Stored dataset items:
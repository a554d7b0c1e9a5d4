//! Public contract scanner: prices item-exchange contracts against the
//! cheapest regional asks and keeps the ones someone forgot to value.

use std::collections::HashMap;
use std::sync::Arc;

use anyhow::{anyhow, Result};
use chrono::Utc;
use serde::{Deserialize, Serialize};
use tokio_util::sync::CancellationToken;
use tracing::{info, warn};

use crate::context::AppContext;
use crate::esi::dto::{EsiContract, EsiContractItem, EsiOrder};
use crate::models::{sanitize, LocationId, RegionId, SystemId, TypeId};
use crate::progress::{ProgressSink, ScanCancelled};
use crate::universe::graph::UNREACHABLE_JUMPS;

/// Contracts below this price are noise: fee dodges, 1-ISK junk, courier
/// bait.
const MIN_CONTRACT_PRICE: f64 = 1_000_000.0;
/// At least this share of included non-blueprint types must have a market
/// price or the valuation is guesswork.
const MIN_PRICED_COVERAGE: f64 = 0.7;
/// Margins above this are assumed to be scams (mislabeled blueprint
/// copies, lookalike items).
const MAX_SANE_MARGIN_PCT: f64 = 200.0;

#[derive(Debug, Clone, Deserialize)]
pub struct ContractScanParams {
    pub origin_system: SystemId,
    #[serde(default = "default_radius")]
    pub radius: u32,
    #[serde(default)]
    pub min_margin_pct: f64,
    #[serde(default)]
    pub min_security: Option<f64>,
    #[serde(default = "default_max_results")]
    pub max_results: usize,
}

fn default_radius() -> u32 {
    10
}

fn default_max_results() -> usize {
    100
}

#[derive(Debug, Clone, Serialize)]
pub struct ContractOpportunity {
    pub contract_id: i64,
    pub title: String,
    pub price: f64,
    pub market_value: f64,
    pub profit: f64,
    pub margin_pct: f64,
    pub jumps: i32,
    pub region_id: RegionId,
    pub start_location_id: Option<LocationId>,
    pub items_total: usize,
    pub items_priced: usize,
}

impl ContractOpportunity {
    fn sanitized(mut self) -> Self {
        self.price = sanitize(self.price);
        self.market_value = sanitize(self.market_value);
        self.profit = sanitize(self.profit);
        self.margin_pct = sanitize(self.margin_pct);
        self
    }
}

/// Valuation of one contract's item list against the ask map.
struct Valuation {
    market_value: f64,
    items_total: usize,
    items_priced: usize,
    /// (value, type_id, quantity) of priced stacks, for title synthesis.
    top_items: Vec<(f64, TypeId, i64)>,
}

pub struct ContractScanner {
    ctx: Arc<AppContext>,
}

impl ContractScanner {
    pub fn new(ctx: Arc<AppContext>) -> Self {
        Self { ctx }
    }

    pub async fn scan(
        &self,
        params: &ContractScanParams,
        progress: &ProgressSink,
        cancel: &CancellationToken,
    ) -> Result<Vec<ContractOpportunity>> {
        let graph = &self.ctx.graph;
        let systems =
            graph.systems_within_radius(params.origin_system, params.radius, params.min_security);
        let regions = graph.regions_in_set(systems.keys());

        progress
            .send(format!("Pricing items across {} regions", regions.len()))
            .await;
        let cheapest_asks = self.cheapest_asks(&regions).await;
        if cancel.is_cancelled() {
            return Err(anyhow!(ScanCancelled));
        }

        progress
            .send(format!("Fetching contracts in {} regions", regions.len()))
            .await;
        let contracts = self.fetch_contracts(&regions).await;
        let now = Utc::now();
        let candidates: Vec<(RegionId, EsiContract)> = contracts
            .into_iter()
            .filter(|(_, c)| {
                c.contract_type == "item_exchange"
                    && c.date_expired > now
                    && c.price >= MIN_CONTRACT_PRICE
            })
            .collect();
        progress
            .send(format!("Evaluating {} candidate contracts", candidates.len()))
            .await;

        let mut rows = Vec::new();
        for (region_id, contract) in candidates {
            if cancel.is_cancelled() {
                return Err(anyhow!(ScanCancelled));
            }
            match self.evaluate(region_id, &contract, &cheapest_asks, params).await {
                Ok(Some(row)) => rows.push(row),
                Ok(None) => {}
                Err(e) => warn!(
                    contract_id = contract.contract_id,
                    error = %e,
                    "contract evaluation failed, omitting"
                ),
            }
        }

        rows.sort_by(|a, b| {
            b.profit
                .partial_cmp(&a.profit)
                .unwrap_or(std::cmp::Ordering::Equal)
                .then(a.contract_id.cmp(&b.contract_id))
        });
        rows.truncate(params.max_results);

        info!(results = rows.len(), "contract scan complete");
        Ok(rows.into_iter().map(|r| r.sanitized()).collect())
    }

    async fn evaluate(
        &self,
        region_id: RegionId,
        contract: &EsiContract,
        cheapest_asks: &HashMap<TypeId, f64>,
        params: &ContractScanParams,
    ) -> Result<Option<ContractOpportunity>> {
        let url = self.ctx.esi.url(&format!(
            "contracts/public/items/{}/",
            contract.contract_id
        ));
        let items: Vec<EsiContractItem> = self.ctx.esi.get_paginated_json(&url).await?;

        let Some(valuation) = self.value_items(&items, cheapest_asks) else {
            return Ok(None);
        };

        let profit = valuation.market_value - contract.price;
        let margin_pct = profit / contract.price * 100.0;
        if margin_pct < params.min_margin_pct || margin_pct > MAX_SANE_MARGIN_PCT {
            return Ok(None);
        }

        let jumps = contract
            .start_location_id
            .and_then(|loc| self.ctx.catalog.system_of_location(loc))
            .map(|sys| {
                match self
                    .ctx
                    .graph
                    .shortest_path(params.origin_system, sys, params.min_security)
                {
                    -1 => UNREACHABLE_JUMPS,
                    jumps => jumps,
                }
            })
            .unwrap_or(UNREACHABLE_JUMPS);

        let title = match contract.title.as_deref() {
            Some(t) if !t.trim().is_empty() => t.to_string(),
            _ => self.synthesize_title(&valuation),
        };

        Ok(Some(ContractOpportunity {
            contract_id: contract.contract_id,
            title,
            price: contract.price,
            market_value: valuation.market_value,
            profit,
            margin_pct,
            jumps,
            region_id,
            start_location_id: contract.start_location_id,
            items_total: valuation.items_total,
            items_priced: valuation.items_priced,
        }))
    }

    /// Value the included items. Returns None when the contract fails a
    /// structural gate: all blueprint originals, or too few priced
    /// non-blueprint types to trust the number.
    fn value_items(
        &self,
        items: &[EsiContractItem],
        cheapest_asks: &HashMap<TypeId, f64>,
    ) -> Option<Valuation> {
        let included: Vec<&EsiContractItem> = items.iter().filter(|i| i.is_included).collect();
        if included.is_empty() {
            return None;
        }

        let is_blueprint_original = |item: &EsiContractItem| {
            !item.is_blueprint_copy.unwrap_or(false)
                && self
                    .ctx
                    .catalog
                    .item_type(item.type_id)
                    .map(|t| t.name.contains("Blueprint"))
                    .unwrap_or(false)
        };
        if included.iter().all(|i| is_blueprint_original(i)) {
            return None;
        }

        let mut market_value = 0.0;
        let mut top_items = Vec::new();
        let mut non_blueprint_types: HashMap<TypeId, bool> = HashMap::new();
        for item in &included {
            let blueprint = self
                .ctx
                .catalog
                .item_type(item.type_id)
                .map(|t| t.name.contains("Blueprint"))
                .unwrap_or(false);
            let priced = cheapest_asks.contains_key(&item.type_id);
            if !blueprint {
                let entry = non_blueprint_types.entry(item.type_id).or_insert(false);
                *entry |= priced;
            }
            if let Some(&ask) = cheapest_asks.get(&item.type_id) {
                let value = ask * item.quantity as f64;
                market_value += value;
                top_items.push((value, item.type_id, item.quantity));
            }
        }

        let total = non_blueprint_types.len();
        let priced = non_blueprint_types.values().filter(|&&p| p).count();
        if total == 0 || (priced as f64 / total as f64) < MIN_PRICED_COVERAGE {
            return None;
        }

        top_items.sort_by(|a, b| b.0.partial_cmp(&a.0).unwrap_or(std::cmp::Ordering::Equal));
        Some(Valuation {
            market_value,
            items_total: included.len(),
            items_priced: top_items.len(),
            top_items,
        })
    }

    /// Display title from the most valuable stacks when the issuer left
    /// the title blank.
    fn synthesize_title(&self, valuation: &Valuation) -> String {
        let mut parts = Vec::new();
        for (_, type_id, quantity) in valuation.top_items.iter().take(2) {
            let name = self
                .ctx
                .catalog
                .item_type(*type_id)
                .map(|t| t.name.clone())
                .unwrap_or_else(|| format!("Type #{}", type_id));
            if *quantity > 1 {
                parts.push(format!("{} x{}", name, quantity));
            } else {
                parts.push(name);
            }
        }
        let rest = valuation.top_items.len().saturating_sub(2);
        if rest > 0 {
            parts.push(format!("+{} more", rest));
        }
        if parts.is_empty() {
            "[Multiple Items]".to_string()
        } else {
            parts.join(", ")
        }
    }

    /// Cheapest ask per type across the candidate regions.
    async fn cheapest_asks(&self, regions: &std::collections::HashSet<RegionId>) -> HashMap<TypeId, f64> {
        let fetches = regions.iter().map(|&region_id| {
            let url = self
                .ctx
                .esi
                .url(&format!("markets/{}/orders/?order_type=sell", region_id));
            async move {
                (
                    region_id,
                    self.ctx.esi.get_paginated_json::<EsiOrder>(&url).await,
                )
            }
        });

        let mut cheapest: HashMap<TypeId, f64> = HashMap::new();
        for (region_id, result) in futures_util::future::join_all(fetches).await {
            match result {
                Ok(orders) => {
                    for order in orders {
                        if order.price <= 0.0 || order.volume_remain <= 0 {
                            continue;
                        }
                        cheapest
                            .entry(order.type_id)
                            .and_modify(|p| *p = p.min(order.price))
                            .or_insert(order.price);
                    }
                }
                Err(e) => warn!(region_id, error = %e, "ask fetch failed, omitting region"),
            }
        }
        cheapest
    }

    async fn fetch_contracts(
        &self,
        regions: &std::collections::HashSet<RegionId>,
    ) -> Vec<(RegionId, EsiContract)> {
        let fetches = regions.iter().map(|&region_id| {
            let url = self.ctx.esi.url(&format!("contracts/public/{}/", region_id));
            async move {
                (
                    region_id,
                    self.ctx.esi.get_paginated_json::<EsiContract>(&url).await,
                )
            }
        });

        let mut out = Vec::new();
        for (region_id, result) in futures_util::future::join_all(fetches).await {
            match result {
                Ok(contracts) => out.extend(contracts.into_iter().map(|c| (region_id, c))),
                Err(e) => warn!(region_id, error = %e, "contract fetch failed, omitting region"),
            }
        }
        out
    }
}

#[cfg(test)]
mod tests {
    use super::*;

    fn item(type_id: TypeId, quantity: i64, bpc: Option<bool>) -> EsiContractItem {
        EsiContractItem {
            type_id,
            quantity,
            is_blueprint_copy: bpc,
            is_included: true,
        }
    }

    fn scanner() -> ContractScanner {
        // Catalog-only context pieces are enough for the pure gates.
        let catalog = Arc::new(crate::universe::catalog::testutil::small_catalog());
        let graph = Arc::new(crate::universe::UniverseGraph::build(&catalog, 16).unwrap());
        let storage = Arc::new(crate::storage::Storage::open_in_memory().unwrap());
        let esi = Arc::new(
            crate::esi::EsiClient::new("https://esi.invalid/latest", "test", 1).unwrap(),
        );
        let names = Arc::new(crate::esi::NameService::new(esi.clone(), storage.clone()));
        let history = Arc::new(crate::esi::HistoryCache::new(esi.clone(), storage.clone()));
        let config = crate::models::Config {
            database_path: ":memory:".into(),
            static_data_path: String::new(),
            port: 0,
            esi_base_url: "https://esi.invalid/latest".into(),
            esi_user_agent: "test".into(),
            max_concurrent_requests: 1,
            path_cache_capacity: 16,
        };
        ContractScanner::new(Arc::new(crate::context::AppContext {
            config,
            catalog,
            graph,
            esi,
            names,
            history,
            storage,
        }))
    }

    #[test]
    fn test_valuation_sums_cheapest_asks() {
        let scanner = scanner();
        let mut asks = HashMap::new();
        asks.insert(34, 5.0);
        asks.insert(603, 1_000_000.0);

        let items = vec![item(34, 1000, None), item(603, 1, None)];
        let v = scanner.value_items(&items, &asks).unwrap();
        assert!((v.market_value - 1_005_000.0).abs() < 1e-9);
        assert_eq!(v.items_total, 2);
        assert_eq!(v.items_priced, 2);
        // Most valuable stack first.
        assert_eq!(v.top_items[0].1, 603);
    }

    #[test]
    fn test_low_priced_coverage_rejected() {
        let scanner = scanner();
        let mut asks = HashMap::new();
        asks.insert(34, 5.0);
        // Only 1 of 3 non-blueprint types priced: 33% < 70%.
        let items = vec![item(34, 10, None), item(9999, 1, None), item(8888, 1, None)];
        assert!(scanner.value_items(&items, &asks).is_none());
    }

    #[test]
    fn test_excluded_items_ignored() {
        let scanner = scanner();
        let mut asks = HashMap::new();
        asks.insert(34, 5.0);
        let mut wanted = item(9999, 1, None);
        wanted.is_included = false; // the issuer is asking for this one
        let items = vec![item(34, 10, None), wanted];
        let v = scanner.value_items(&items, &asks).unwrap();
        assert_eq!(v.items_total, 1);
    }

    #[test]
    fn test_title_synthesis() {
        let scanner = scanner();
        let mut asks = HashMap::new();
        asks.insert(34, 5.0);
        asks.insert(603, 1_000_000.0);
        let items = vec![item(34, 1000, None), item(603, 1, None)];
        let v = scanner.value_items(&items, &asks).unwrap();
        let title = scanner.synthesize_title(&v);
        assert!(title.starts_with("Merlin"));
        assert!(title.contains("Tritanium x1000"));
    }
}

Assigned task: Please print exactly what appears from the first line of the data through the line with "use crate::context::AppContext;", including both of those lines and nothing past them.

Solution for this exercise:
repository a554d7b0c1e9a5d4
//! Public contract scanner: prices item-exchange contracts against the
//! cheapest regional asks and keeps the ones someone forgot to value.

use std::collections::HashMap;
use std::sync::Arc;

use anyhow::{anyhow, Result};
use chrono::Utc;
use serde::{Deserialize, Serialize};
use tokio_util::sync::CancellationToken;
use tracing::{info, warn};

use crate::context::AppContext;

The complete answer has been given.